• Directions:
Extract the first line through the line containing "derived because the" from the listing below, exactly as written.

----- Data to use -----

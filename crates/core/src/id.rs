//! Strongly-typed identifiers used across the domain.

use core::str::FromStr;
use serde::{Deserialize, Serialize};
use uuid::Uuid;

use crate::error::DomainError;

/// Identifier of a customer account.
#[derive(Debug, Copy, Clone, PartialEq, Eq, Hash, Serialize, Deserialize)]
#[serde(transparent)]
pub struct UserId(Uuid);

/// Identifier of an aggregate root (orders, products, prescriptions, ...).
///
/// Domain crates wrap this in their own newtypes (`OrderId`, `ProductId`, ...)
/// so ids of different kinds cannot be mixed up. `Ord` is derived because the
/// inventory ledger acquires per-product locks in sorted id order.
#[derive(Debug, Copy, Clone, PartialEq, Eq, Hash, PartialOrd, Ord, Serialize, Deserialize)]
#[serde(transparent)]
pub struct AggregateId(Uuid);

macro_rules! impl_uuid_newtype {
    ($t:ty, $name:literal) => {
        impl $t {
            /// Create a new identifier.
            ///
            /// Uses UUIDv7 (time-ordered). Prefer passing IDs explicitly in tests
            /// for determinism.
            pub fn new() -> Self {
                Self(Uuid::now_v7())
            }

            pub fn from_uuid(uuid: Uuid) -> Self {
                Self(uuid)
            }

            pub fn as_uuid(&self) -> &Uuid {
                &self.0
            }
        }

        impl core::fmt::Display for $t {
            fn fmt(&self, f: &mut core::fmt::Formatter<'_>) -> core::fmt::Result {
                core::fmt::Display::fmt(&self.0, f)
            }
        }

        impl From<Uuid> for $t {
            fn from(value: Uuid) -> Self {
                Self(value)
            }
        }

        impl From<$t> for Uuid {
            fn from(value: $t) -> Self {
                value.0
            }
        }

        impl FromStr for $t {
            type Err = DomainError;

            fn from_str(s: &str) -> Result<Self, Self::Err> {
                let uuid = Uuid::from_str(s)
                    .map_err(|e| DomainError::invalid_id(format!("{}: {}", $name, e)))?;
                Ok(Self(uuid))
            }
        }
    };
}

impl_uuid_newtype!(UserId, "UserId");
impl_uuid_newtype!(AggregateId, "AggregateId");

-----

• Output:
filename crates/core/src/id.rs
//! Strongly-typed identifiers used across the domain.

use core::str::FromStr;
use serde::{Deserialize, Serialize};
use uuid::Uuid;

use crate::error::DomainError;

/// Identifier of a customer account.
#[derive(Debug, Copy, Clone, PartialEq, Eq, Hash, Serialize, Deserialize)]
#[serde(transparent)]
pub struct UserId(Uuid);

/// Identifier of an aggregate root (orders, products, prescriptions, ...).
///
/// Domain crates wrap this in their own newtypes (`OrderId`, `ProductId`, ...)
/// so ids of different kinds cannot be mixed up. `Ord` is derived because the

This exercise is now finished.